## PROBLEM REQUIREMENTS
Your answer should be the complete data, copied exactly.

Records from a data collection:
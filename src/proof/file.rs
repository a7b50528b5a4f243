//! Exported and imported proof files.

use chrono::Utc;
use serde::{Deserialize, Serialize};
use serde_json::Value;

use crate::error::ProofError;
use crate::proof::Proof;
use crate::types::{Address, TxHash};

/// Downloadable record of a stored proof.
#[derive(Debug, Clone, PartialEq, Serialize, Deserialize)]
#[serde(rename_all = "camelCase")]
pub struct ProofExport {
    pub proof: Proof,
    pub transaction_hash: TxHash,
    /// Milliseconds since the Unix epoch.
    pub timestamp: i64,
    pub network: String,
    pub contract: Address,
}

impl ProofExport {
    pub fn new(proof: Proof, transaction_hash: TxHash, network: String, contract: Address) -> Self {
        Self {
            proof,
            transaction_hash,
            timestamp: Utc::now().timestamp_millis(),
            network,
            contract,
        }
    }

    pub fn file_name(&self) -> String { format!("anon-aadhaar-proof-{}.json", self.timestamp) }

    /// Two-space indented JSON.
    pub fn to_json_pretty(&self) -> Result<String, ProofError> {
        Ok(serde_json::to_string_pretty(self)?)
    }
}

/// An uploaded proof file. Only `proof` is required; the rest is whatever
/// metadata the exporter wrote.
#[derive(Debug, Clone, PartialEq)]
pub struct ProofFile {
    pub proof: Proof,
    pub transaction_hash: Option<String>,
    pub timestamp: Option<i64>,
    pub network: Option<String>,
    pub contract: Option<String>,
}

/// Validates an uploaded file before anything else looks at it.
pub fn parse_proof_file(bytes: &[u8]) -> Result<ProofFile, ProofError> {
    let value: Value = serde_json::from_slice(bytes)
        .map_err(|e| ProofError::InvalidFormat(format!("not valid JSON: {e}")))?;
    let Value::Object(mut fields) = value else {
        return Err(ProofError::InvalidFormat("file is not a JSON object".into()));
    };
    let proof = fields
        .remove("proof")
        .ok_or_else(|| ProofError::InvalidFormat("missing proof".into()))?;
    let proof = Proof::try_from(proof)?;

    let text = |key: &str| fields.get(key).and_then(Value::as_str).map(str::to_owned);
    Ok(ProofFile {
        proof,
        transaction_hash: text("transactionHash"),
        timestamp: fields.get("timestamp").and_then(Value::as_i64),
        network: text("network"),
        contract: text("contract"),
    })
}

#[cfg(test)]
mod tests {
    use super::*;
    use crate::proof::compute_hash;
    use crate::proof::tests::sample_proof;

    fn sample_export() -> ProofExport {
        ProofExport {
            proof: sample_proof(),
            transaction_hash: TxHash::from([0x5au8; 32]),
            timestamp: 1_700_000_000_123,
            network: "sepolia".to_string(),
            contract: Address::with_last_byte(0x60),
        }
    }

    #[test]
    fn test_export_layout() {
        let export = sample_export();
        let json = export.to_json_pretty().unwrap();
        assert!(json.starts_with("{\n  \"proof\": {"));
        assert!(json.contains("\"transactionHash\": \"0x5a5a"));
        assert!(json.contains("\"timestamp\": 1700000000123"));
        assert_eq!(export.file_name(), "anon-aadhaar-proof-1700000000123.json");
    }

    #[test]
    fn test_exported_file_reimports_with_same_hash() {
        let export = sample_export();
        let file = parse_proof_file(export.to_json_pretty().unwrap().as_bytes()).unwrap();
        assert_eq!(compute_hash(&file.proof), compute_hash(&export.proof));
        assert_eq!(file.transaction_hash, Some(export.transaction_hash.to_string()));
        assert_eq!(file.timestamp, Some(export.timestamp));
        assert_eq!(file.network.as_deref(), Some("sepolia"));
    }

    #[test]
    fn test_minimal_file() {
        let file = parse_proof_file(br#"{"proof":{"type":"anon-aadhaar","pcd":"{}"}}"#).unwrap();
        assert_eq!(file.transaction_hash, None);
        assert_eq!(file.contract, None);
    }

    #[test]
    fn test_rejects_bad_files() {
        let cases: [&[u8]; 5] = [
            b"not json",
            b"[1,2,3]",
            br#"{"transactionHash":"0x01"}"#,
            br#"{"proof":{"type":"groth16"}}"#,
            br#"{"type":"anon-aadhaar","pcd":"{}"}"#,
        ];
        for case in cases {
            let err = parse_proof_file(case).unwrap_err();
            assert!(matches!(err, ProofError::InvalidFormat(_)), "{err:?}");
        }
    }

    #[test]
    fn test_new_stamps_current_time() {
        let before = Utc::now().timestamp_millis();
        let export = ProofExport::new(
            sample_proof(),
            TxHash::from([1u8; 32]),
            "sepolia".into(),
            Address::ZERO,
        );
        assert!(export.timestamp >= before);
    }
}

## RESULT
filename src/proof/file.rs
repository a7b50528b5a4f243
//! Exported and imported proof files.

use chrono::Utc;
use serde::{Deserialize, Serialize};
use serde_json::Value;

use crate::error::ProofError;
use crate::proof::Proof;
use crate::types::{Address, TxHash};

/// Downloadable record of a stored proof.
#[derive(Debug, Clone, PartialEq, Serialize, Deserialize)]
#[serde(rename_all = "camelCase")]
pub struct ProofExport {
    pub proof: Proof,
    pub transaction_hash: TxHash,
    /// Milliseconds since the Unix epoch.
    pub timestamp: i64,
    pub network: String,
    pub contract: Address,
}

impl ProofExport {
    pub fn new(proof: Proof, transaction_hash: TxHash, network: String, contract: Address) -> Self {
        Self {
            proof,
            transaction_hash,
            timestamp: Utc::now().timestamp_millis(),
            network,
            contract,
        }
    }

    pub fn file_name(&self) -> String { format!("anon-aadhaar-proof-{}.json", self.timestamp) }

    /// Two-space indented JSON.
    pub fn to_json_pretty(&self) -> Result<String, ProofError> {
        Ok(serde_json::to_string_pretty(self)?)
    }
}

/// An uploaded proof file. Only `proof` is required; the rest is whatever
/// metadata the exporter wrote.
#[derive(Debug, Clone, PartialEq)]
pub struct ProofFile {
    pub proof: Proof,
    pub transaction_hash: Option<String>,
    pub timestamp: Option<i64>,
    pub network: Option<String>,
    pub contract: Option<String>,
}

/// Validates an uploaded file before anything else looks at it.
pub fn parse_proof_file(bytes: &[u8]) -> Result<ProofFile, ProofError> {
    let value: Value = serde_json::from_slice(bytes)
        .map_err(|e| ProofError::InvalidFormat(format!("not valid JSON: {e}")))?;
    let Value::Object(mut fields) = value else {
        return Err(ProofError::InvalidFormat("file is not a JSON object".into()));
    };
    let proof = fields
        .remove("proof")
        .ok_or_else(|| ProofError::InvalidFormat("missing proof".into()))?;
    let proof = Proof::try_from(proof)?;

    let text = |key: &str| fields.get(key).and_then(Value::as_str).map(str::to_owned);
    Ok(ProofFile {
        proof,
        transaction_hash: text("transactionHash"),
        timestamp: fields.get("timestamp").and_then(Value::as_i64),
        network: text("network"),
        contract: text("contract"),
    })
}

#[cfg(test)]
mod tests {
    use super::*;
    use crate::proof::compute_hash;
    use crate::proof::tests::sample_proof;

    fn sample_export() -> ProofExport {
        ProofExport {
            proof: sample_proof(),
            transaction_hash: TxHash::from([0x5au8; 32]),
            timestamp: 1_700_000_000_123,
            network: "sepolia".to_string(),
            contract: Address::with_last_byte(0x60),
        }
    }

    #[test]
    fn test_export_layout() {
        let export = sample_export();
        let json = export.to_json_pretty().unwrap();
        assert!(json.starts_with("{\n  \"proof\": {"));
        assert!(json.contains("\"transactionHash\": \"0x5a5a"));
        assert!(json.contains("\"timestamp\": 1700000000123"));
        assert_eq!(export.file_name(), "anon-aadhaar-proof-1700000000123.json");
    }

    #[test]
    fn test_exported_file_reimports_with_same_hash() {
        let export = sample_export();
        let file = parse_proof_file(export.to_json_pretty().unwrap().as_bytes()).unwrap();
        assert_eq!(compute_hash(&file.proof), compute_hash(&export.proof));
        assert_eq!(file.transaction_hash, Some(export.transaction_hash.to_string()));
        assert_eq!(file.timestamp, Some(export.timestamp));
        assert_eq!(file.network.as_deref(), Some("sepolia"));
    }

    #[test]
    fn test_minimal_file() {
        let file = parse_proof_file(br#"{"proof":{"type":"anon-aadhaar","pcd":"{}"}}"#).unwrap();
        assert_eq!(file.transaction_hash, None);
        assert_eq!(file.contract, None);
    }

    #[test]
    fn test_rejects_bad_files() {
        let cases: [&[u8]; 5] = [
            b"not json",
            b"[1,2,3]",
            br#"{"transactionHash":"0x01"}"#,
            br#"{"proof":{"type":"groth16"}}"#,
            br#"{"type":"anon-aadhaar","pcd":"{}"}"#,
        ];
        for case in cases {
            let err = parse_proof_file(case).unwrap_err();
            assert!(matches!(err, ProofError::InvalidFormat(_)), "{err:?}");
        }
    }

    #[test]
    fn test_new_stamps_current_time() {
        let before = Utc::now().timestamp_millis();
        let export = ProofExport::new(
            sample_proof(),
            TxHash::from([1u8; 32]),
            "sepolia".into(),
            Address::ZERO,
        );
        assert!(export.timestamp >= before);
    }
}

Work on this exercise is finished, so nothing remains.